• [Prompt] When you retype the data, keep every line exactly as it appears.

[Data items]
== Segment start ==

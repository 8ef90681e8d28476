use crate::{error::ApiError, state::AppState};
use axum::{extract::State, http::StatusCode};
use database::error::ServiceError;

/// Returns "OK" when the service and its database are reachable
#[utoipa::path(
    get,
    path = "/health",
    responses(
        (status = 200, description = "Service is healthy", content_type = "text/plain", body = String),
        (status = 503, description = "Database unreachable", body = crate::error::ErrorResponse)
    ),
    tag = "Health"
)]
pub async fn health(State(state): State<AppState>) -> Result<(StatusCode, &'static str), ApiError> {
    state.db.ping().await.map_err(ServiceError::from)?;

    Ok((StatusCode::OK, "OK"))
}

== Segment end ==

• [Result of this task]
repository 8ef90681e8d28476
use crate::{error::ApiError, state::AppState};
use axum::{extract::State, http::StatusCode};
use database::error::ServiceError;

/// Returns "OK" when the service and its database are reachable
#[utoipa::path(
    get,
    path = "/health",
    responses(
        (status = 200, description = "Service is healthy", content_type = "text/plain", body = String),
        (status = 503, description = "Database unreachable", body = crate::error::ErrorResponse)
    ),
    tag = "Health"
)]
pub async fn health(State(state): State<AppState>) -> Result<(StatusCode, &'static str), ApiError> {
    state.db.ping().await.map_err(ServiceError::from)?;

    Ok((StatusCode::OK, "OK"))
}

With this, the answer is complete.